- _What you should do_: Check every line below for the string "module". Copy the ones that have it.

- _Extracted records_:
>>>>>

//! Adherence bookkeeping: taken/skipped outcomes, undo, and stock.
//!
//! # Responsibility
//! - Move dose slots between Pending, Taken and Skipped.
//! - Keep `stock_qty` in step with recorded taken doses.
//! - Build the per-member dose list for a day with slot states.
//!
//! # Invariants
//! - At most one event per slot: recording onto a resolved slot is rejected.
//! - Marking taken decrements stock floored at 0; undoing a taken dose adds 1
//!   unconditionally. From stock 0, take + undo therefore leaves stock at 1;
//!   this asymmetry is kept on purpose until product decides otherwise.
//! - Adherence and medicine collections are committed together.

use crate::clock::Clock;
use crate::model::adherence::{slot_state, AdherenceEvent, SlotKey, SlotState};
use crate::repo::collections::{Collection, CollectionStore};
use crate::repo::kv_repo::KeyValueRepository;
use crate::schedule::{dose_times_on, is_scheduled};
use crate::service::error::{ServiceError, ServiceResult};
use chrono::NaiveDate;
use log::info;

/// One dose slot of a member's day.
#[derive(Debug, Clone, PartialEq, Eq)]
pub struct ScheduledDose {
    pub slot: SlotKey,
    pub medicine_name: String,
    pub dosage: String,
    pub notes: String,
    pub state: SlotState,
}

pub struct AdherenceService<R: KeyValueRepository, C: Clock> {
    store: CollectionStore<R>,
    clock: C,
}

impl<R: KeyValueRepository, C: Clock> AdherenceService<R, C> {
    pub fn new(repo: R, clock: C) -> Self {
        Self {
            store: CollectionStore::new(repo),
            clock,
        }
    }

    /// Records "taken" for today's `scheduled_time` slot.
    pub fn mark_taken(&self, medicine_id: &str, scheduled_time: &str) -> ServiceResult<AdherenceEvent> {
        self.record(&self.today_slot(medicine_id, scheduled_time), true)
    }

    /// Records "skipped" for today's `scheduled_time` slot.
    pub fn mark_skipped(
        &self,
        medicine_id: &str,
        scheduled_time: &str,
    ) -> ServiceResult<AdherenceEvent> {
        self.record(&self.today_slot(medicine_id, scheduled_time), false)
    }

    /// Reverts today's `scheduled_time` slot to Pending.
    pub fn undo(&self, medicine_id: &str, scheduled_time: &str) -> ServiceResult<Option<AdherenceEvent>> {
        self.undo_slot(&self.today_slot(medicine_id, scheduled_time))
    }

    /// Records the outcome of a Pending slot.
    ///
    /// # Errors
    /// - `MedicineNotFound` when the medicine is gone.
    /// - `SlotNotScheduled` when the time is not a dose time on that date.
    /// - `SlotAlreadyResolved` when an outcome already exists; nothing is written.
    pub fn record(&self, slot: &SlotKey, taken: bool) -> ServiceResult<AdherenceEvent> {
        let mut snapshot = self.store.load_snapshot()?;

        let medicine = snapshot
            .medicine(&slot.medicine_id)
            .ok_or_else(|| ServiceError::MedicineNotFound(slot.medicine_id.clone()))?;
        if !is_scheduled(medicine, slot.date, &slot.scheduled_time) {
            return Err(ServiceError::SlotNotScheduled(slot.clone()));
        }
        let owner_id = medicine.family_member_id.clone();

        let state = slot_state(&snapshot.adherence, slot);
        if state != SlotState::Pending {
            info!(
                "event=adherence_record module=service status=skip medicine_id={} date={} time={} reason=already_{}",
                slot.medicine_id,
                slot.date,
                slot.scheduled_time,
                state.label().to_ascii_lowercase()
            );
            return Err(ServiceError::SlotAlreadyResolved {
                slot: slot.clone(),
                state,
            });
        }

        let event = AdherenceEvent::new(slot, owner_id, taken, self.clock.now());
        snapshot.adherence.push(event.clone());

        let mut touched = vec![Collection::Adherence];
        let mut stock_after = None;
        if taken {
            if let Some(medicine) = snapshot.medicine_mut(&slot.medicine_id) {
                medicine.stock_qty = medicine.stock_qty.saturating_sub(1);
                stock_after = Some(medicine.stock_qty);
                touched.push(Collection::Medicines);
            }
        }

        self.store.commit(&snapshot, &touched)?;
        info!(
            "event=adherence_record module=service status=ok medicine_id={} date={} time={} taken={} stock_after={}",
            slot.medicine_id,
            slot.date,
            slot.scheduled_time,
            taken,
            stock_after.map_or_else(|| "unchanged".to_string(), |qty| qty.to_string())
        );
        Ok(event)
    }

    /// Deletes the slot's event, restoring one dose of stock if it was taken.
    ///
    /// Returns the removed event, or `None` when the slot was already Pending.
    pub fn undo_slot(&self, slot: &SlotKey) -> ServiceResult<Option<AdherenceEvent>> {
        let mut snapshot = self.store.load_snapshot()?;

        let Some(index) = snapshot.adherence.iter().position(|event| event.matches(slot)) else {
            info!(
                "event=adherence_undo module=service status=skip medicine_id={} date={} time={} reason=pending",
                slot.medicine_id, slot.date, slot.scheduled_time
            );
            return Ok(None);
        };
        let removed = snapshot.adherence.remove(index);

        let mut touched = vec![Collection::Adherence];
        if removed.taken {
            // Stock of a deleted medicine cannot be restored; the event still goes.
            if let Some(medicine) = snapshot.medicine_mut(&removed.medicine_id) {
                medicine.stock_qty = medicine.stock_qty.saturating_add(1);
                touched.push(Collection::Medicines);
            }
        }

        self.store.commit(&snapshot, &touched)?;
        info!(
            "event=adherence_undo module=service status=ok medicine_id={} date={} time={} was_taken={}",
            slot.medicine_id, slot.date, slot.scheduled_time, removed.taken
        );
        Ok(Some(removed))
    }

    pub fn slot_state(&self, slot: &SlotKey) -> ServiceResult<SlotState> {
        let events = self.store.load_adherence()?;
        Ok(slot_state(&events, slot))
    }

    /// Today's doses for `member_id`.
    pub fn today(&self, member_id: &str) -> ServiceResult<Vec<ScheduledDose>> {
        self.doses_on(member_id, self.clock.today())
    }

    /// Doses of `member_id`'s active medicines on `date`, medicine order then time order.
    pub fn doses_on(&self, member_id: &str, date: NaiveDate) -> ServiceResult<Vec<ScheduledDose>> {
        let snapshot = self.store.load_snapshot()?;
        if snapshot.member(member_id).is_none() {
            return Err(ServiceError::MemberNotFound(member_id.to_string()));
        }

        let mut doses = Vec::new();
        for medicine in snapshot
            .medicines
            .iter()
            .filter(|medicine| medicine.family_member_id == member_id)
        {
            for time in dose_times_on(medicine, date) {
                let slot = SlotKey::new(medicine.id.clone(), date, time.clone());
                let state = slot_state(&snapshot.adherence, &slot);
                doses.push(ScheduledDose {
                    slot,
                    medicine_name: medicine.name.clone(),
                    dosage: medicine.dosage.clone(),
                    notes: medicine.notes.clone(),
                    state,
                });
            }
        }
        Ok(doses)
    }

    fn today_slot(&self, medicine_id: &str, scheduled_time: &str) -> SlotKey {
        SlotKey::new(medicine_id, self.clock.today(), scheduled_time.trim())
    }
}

<<<<<

- _Response to the task_:
                "event=adherence_record module=service status=skip medicine_id={} date={} time={} reason=already_{}",
            "event=adherence_record module=service status=ok medicine_id={} date={} time={} taken={} stock_after={}",
                "event=adherence_undo module=service status=skip medicine_id={} date={} time={} reason=pending",
            "event=adherence_undo module=service status=ok medicine_id={} date={} time={} was_taken={}",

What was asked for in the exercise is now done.